Pejabat yang terpilih karena korupsi politik, berikutnya akan mendorong korupsi di sektor-sektor yang lain, karena ia mengumpulkan uang “balik modal” selama prosess kampanye berlangsung.
Buruknya, masyarakatlah yang akan menjadi korban karena bisa melahirkan regulasi yang tidak memihak, pungutan liar, hingga pemotongan anggaran untuk kesejahteraan.
“Kerugiannya kepada masyarakat, pasti akan muncul pungutan liar, karena dia harus mencari sumber dana lain. Dia juga akan memotong anggaran, sehingga kualitas pembangun berkurang.
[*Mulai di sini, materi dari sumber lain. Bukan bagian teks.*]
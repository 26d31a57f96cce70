use axum::http::{header, HeaderValue, Method};
use std::env;
use tower_http::cors::{AllowOrigin, CorsLayer};

// Gate kiosks and the staff dashboard run on these origins in development.
const DEFAULT_ALLOWED_ORIGINS: &str = "http://localhost:3000,http://localhost:5173";

const PREFLIGHT_MAX_AGE_SECS: u64 = 86400;

pub fn create_cors_layer() -> CorsLayer {
    let allowed_origins = get_allowed_origins();

    CorsLayer::new()
        .allow_origin(allowed_origins)
        .allow_methods([Method::GET, Method::POST, Method::OPTIONS])
        .allow_headers([header::CONTENT_TYPE, header::AUTHORIZATION, header::ACCEPT])
        .allow_credentials(true)
        .max_age(std::time::Duration::from_secs(PREFLIGHT_MAX_AGE_SECS))
}

fn get_allowed_origins() -> AllowOrigin {
    let origins_str =
        env::var("CORS_ALLOWED_ORIGINS").unwrap_or_else(|_| DEFAULT_ALLOWED_ORIGINS.to_string());

    let origins: Vec<HeaderValue> = origins_str
        .split(',')
        .filter_map(|origin| {
            let trimmed = origin.trim();
            if trimmed.is_empty() {
                return None;
            }
            match trimmed.parse::<HeaderValue>() {
                Ok(value) => Some(value),
                Err(e) => {
                    tracing::warn!("CORS: Invalid origin '{}': {}", trimmed, e);
                    None
                }
            }
        })
        .collect();

    if origins.is_empty() {
        tracing::warn!(
            "CORS: No valid origins configured, using permissive settings for development"
        );
        AllowOrigin::any()
    } else {
        tracing::info!("CORS: Configured with {} allowed origin(s)", origins.len());
        AllowOrigin::list(origins)
    }
}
Dalam hal ini, masyarakat mengalami kerugian langsung dan tidak langsung,” sambung Amir.
Jika masyarakat saja menerima dan membiarkan politik uang, bukankah artinya sama saja kita melanggengkan korupsi? Lantas, jangan hanya menggerutu saat ada pejabat yang melakukan korupsi, kita jugalah yang harus intropeksi diri karena membiarkan penyakit tersebut terus terjadi.